▸ **WORK ORDER**
Only one stretch of the data below should be repeated: the lines from the line containing "the bollard crate." through the line containing "local Docker daemon.", inclusive, exactly as they are.

━━━ MATERIAL FOR THIS TASK ━━━

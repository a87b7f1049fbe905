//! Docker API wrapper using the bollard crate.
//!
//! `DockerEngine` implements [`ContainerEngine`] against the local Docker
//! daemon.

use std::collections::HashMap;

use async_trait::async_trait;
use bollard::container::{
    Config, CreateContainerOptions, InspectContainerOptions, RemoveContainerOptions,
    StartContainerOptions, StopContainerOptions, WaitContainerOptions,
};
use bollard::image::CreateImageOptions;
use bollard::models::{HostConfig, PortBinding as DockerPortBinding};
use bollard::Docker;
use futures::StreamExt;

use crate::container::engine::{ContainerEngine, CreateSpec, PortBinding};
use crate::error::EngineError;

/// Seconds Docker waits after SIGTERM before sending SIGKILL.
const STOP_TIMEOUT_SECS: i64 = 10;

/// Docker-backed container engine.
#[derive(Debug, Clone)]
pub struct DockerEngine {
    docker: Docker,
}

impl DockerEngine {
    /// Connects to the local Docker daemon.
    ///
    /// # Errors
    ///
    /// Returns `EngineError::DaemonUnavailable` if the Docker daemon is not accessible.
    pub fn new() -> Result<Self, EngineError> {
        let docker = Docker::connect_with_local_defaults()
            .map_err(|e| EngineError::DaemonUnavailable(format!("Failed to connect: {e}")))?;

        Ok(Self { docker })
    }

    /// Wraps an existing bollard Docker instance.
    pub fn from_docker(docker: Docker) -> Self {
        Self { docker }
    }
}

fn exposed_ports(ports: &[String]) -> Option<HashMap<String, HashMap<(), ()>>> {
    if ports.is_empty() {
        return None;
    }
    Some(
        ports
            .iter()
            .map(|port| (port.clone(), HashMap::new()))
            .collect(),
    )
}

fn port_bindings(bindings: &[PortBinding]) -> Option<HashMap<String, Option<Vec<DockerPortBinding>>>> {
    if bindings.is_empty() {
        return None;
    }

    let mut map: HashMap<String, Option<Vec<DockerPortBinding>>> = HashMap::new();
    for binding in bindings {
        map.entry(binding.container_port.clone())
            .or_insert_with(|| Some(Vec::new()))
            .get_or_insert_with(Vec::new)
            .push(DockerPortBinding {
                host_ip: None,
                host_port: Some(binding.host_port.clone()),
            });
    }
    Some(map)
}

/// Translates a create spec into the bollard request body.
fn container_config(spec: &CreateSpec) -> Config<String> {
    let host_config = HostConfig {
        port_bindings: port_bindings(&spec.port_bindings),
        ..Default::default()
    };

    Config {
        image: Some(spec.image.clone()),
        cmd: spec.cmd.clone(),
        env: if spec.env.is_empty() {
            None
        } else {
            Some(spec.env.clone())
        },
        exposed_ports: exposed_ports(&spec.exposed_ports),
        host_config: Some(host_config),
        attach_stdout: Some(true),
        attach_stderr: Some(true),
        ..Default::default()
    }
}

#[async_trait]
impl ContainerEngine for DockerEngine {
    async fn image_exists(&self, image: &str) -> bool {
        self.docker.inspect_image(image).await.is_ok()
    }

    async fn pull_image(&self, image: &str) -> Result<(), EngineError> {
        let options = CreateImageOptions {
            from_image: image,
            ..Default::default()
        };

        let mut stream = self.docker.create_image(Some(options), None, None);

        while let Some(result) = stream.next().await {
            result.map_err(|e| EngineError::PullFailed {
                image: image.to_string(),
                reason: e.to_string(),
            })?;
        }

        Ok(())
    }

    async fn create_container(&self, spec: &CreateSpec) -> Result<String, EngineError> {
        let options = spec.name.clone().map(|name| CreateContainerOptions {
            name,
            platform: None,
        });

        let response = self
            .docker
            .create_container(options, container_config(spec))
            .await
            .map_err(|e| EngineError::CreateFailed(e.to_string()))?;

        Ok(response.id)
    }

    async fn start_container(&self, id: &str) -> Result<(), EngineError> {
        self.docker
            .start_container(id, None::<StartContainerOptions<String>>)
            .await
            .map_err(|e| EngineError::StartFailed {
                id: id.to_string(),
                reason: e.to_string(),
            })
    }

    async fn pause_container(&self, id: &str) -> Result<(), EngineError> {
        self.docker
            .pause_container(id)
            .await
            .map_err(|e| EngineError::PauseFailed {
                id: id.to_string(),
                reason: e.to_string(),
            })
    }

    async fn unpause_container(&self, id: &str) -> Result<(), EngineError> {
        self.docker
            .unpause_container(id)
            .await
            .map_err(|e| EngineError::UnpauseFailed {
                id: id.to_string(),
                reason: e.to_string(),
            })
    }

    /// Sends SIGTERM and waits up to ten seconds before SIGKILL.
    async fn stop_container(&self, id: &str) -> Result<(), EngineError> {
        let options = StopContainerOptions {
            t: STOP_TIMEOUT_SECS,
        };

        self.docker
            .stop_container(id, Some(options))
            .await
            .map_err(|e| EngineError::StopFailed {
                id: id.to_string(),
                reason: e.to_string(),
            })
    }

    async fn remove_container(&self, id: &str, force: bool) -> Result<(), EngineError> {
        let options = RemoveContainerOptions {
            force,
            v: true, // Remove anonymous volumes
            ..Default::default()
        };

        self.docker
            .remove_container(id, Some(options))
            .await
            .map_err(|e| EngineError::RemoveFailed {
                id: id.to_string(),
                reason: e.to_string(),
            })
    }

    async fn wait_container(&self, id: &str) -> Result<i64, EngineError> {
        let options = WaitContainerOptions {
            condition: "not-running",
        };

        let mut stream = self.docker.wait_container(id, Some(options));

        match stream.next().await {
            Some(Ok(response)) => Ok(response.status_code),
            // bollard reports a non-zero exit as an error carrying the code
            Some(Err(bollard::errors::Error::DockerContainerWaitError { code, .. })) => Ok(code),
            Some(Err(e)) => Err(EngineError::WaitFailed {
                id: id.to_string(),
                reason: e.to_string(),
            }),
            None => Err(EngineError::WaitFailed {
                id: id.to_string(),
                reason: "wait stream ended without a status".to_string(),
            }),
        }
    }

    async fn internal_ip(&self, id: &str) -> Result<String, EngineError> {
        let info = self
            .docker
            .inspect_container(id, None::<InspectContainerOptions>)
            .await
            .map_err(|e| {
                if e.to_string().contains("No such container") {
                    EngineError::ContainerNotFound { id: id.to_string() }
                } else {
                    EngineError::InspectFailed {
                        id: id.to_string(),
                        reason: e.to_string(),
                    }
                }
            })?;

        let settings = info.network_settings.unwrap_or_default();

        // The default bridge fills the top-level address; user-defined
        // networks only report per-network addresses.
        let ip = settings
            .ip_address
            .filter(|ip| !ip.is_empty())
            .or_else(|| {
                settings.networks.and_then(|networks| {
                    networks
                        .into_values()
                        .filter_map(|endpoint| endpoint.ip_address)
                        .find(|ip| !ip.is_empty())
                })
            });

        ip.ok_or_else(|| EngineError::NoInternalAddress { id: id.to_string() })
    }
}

━━━
━━━ MATERIAL FOR THIS TASK ━━━

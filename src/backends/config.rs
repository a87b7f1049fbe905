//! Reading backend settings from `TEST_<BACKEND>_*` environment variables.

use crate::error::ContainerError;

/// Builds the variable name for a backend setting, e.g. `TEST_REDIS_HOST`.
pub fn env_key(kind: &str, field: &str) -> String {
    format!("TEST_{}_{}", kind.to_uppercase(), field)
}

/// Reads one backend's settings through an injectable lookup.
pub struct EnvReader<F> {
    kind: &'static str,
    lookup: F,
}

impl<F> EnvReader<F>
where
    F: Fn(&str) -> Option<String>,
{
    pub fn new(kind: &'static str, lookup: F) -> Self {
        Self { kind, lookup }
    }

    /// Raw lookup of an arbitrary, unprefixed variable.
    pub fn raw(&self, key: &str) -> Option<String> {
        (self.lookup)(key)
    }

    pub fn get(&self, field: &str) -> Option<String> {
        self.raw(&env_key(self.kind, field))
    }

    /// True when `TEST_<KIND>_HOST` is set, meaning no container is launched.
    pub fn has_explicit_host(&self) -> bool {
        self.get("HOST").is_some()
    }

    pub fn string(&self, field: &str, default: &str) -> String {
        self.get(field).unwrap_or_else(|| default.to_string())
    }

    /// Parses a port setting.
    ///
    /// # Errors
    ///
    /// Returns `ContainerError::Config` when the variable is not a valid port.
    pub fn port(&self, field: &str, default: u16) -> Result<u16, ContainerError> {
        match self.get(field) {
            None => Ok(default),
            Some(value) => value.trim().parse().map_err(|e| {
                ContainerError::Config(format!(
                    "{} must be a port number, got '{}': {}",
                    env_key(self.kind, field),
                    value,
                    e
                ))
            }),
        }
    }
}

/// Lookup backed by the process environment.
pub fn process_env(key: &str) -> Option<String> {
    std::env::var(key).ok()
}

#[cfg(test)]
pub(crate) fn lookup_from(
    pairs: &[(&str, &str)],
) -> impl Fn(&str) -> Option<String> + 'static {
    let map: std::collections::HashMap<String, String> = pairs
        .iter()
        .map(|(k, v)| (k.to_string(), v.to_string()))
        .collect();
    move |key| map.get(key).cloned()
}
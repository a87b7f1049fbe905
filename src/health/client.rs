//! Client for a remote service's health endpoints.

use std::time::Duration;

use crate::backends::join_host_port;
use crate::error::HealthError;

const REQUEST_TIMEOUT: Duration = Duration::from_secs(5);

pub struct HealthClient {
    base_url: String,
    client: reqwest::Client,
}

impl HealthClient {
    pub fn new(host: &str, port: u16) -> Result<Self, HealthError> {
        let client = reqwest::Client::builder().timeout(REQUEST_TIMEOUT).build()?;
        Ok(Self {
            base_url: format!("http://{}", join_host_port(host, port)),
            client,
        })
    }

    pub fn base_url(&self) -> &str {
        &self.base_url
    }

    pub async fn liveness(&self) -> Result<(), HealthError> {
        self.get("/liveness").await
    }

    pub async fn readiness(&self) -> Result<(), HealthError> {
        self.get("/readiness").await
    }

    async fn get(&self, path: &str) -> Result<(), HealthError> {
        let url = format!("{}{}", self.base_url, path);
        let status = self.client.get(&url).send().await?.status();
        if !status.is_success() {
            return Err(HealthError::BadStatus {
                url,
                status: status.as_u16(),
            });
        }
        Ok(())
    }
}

━━━

▸ **EXPECTED ANSWER**
//! Docker API wrapper using the bollard crate.
//!
//! `DockerEngine` implements [`ContainerEngine`] against the local Docker
//! daemon.

use std::collections::HashMap;

use async_trait::async_trait;
use bollard::container::{
    Config, CreateContainerOptions, InspectContainerOptions, RemoveContainerOptions,
    StartContainerOptions, StopContainerOptions, WaitContainerOptions,
};
use bollard::image::CreateImageOptions;
use bollard::models::{HostConfig, PortBinding as DockerPortBinding};
use bollard::Docker;
use futures::StreamExt;

use crate::container::engine::{ContainerEngine, CreateSpec, PortBinding};
use crate::error::EngineError;

/// Seconds Docker waits after SIGTERM before sending SIGKILL.
const STOP_TIMEOUT_SECS: i64 = 10;

/// Docker-backed container engine.
#[derive(Debug, Clone)]
pub struct DockerEngine {
    docker: Docker,
}

impl DockerEngine {
    /// Connects to the local Docker daemon.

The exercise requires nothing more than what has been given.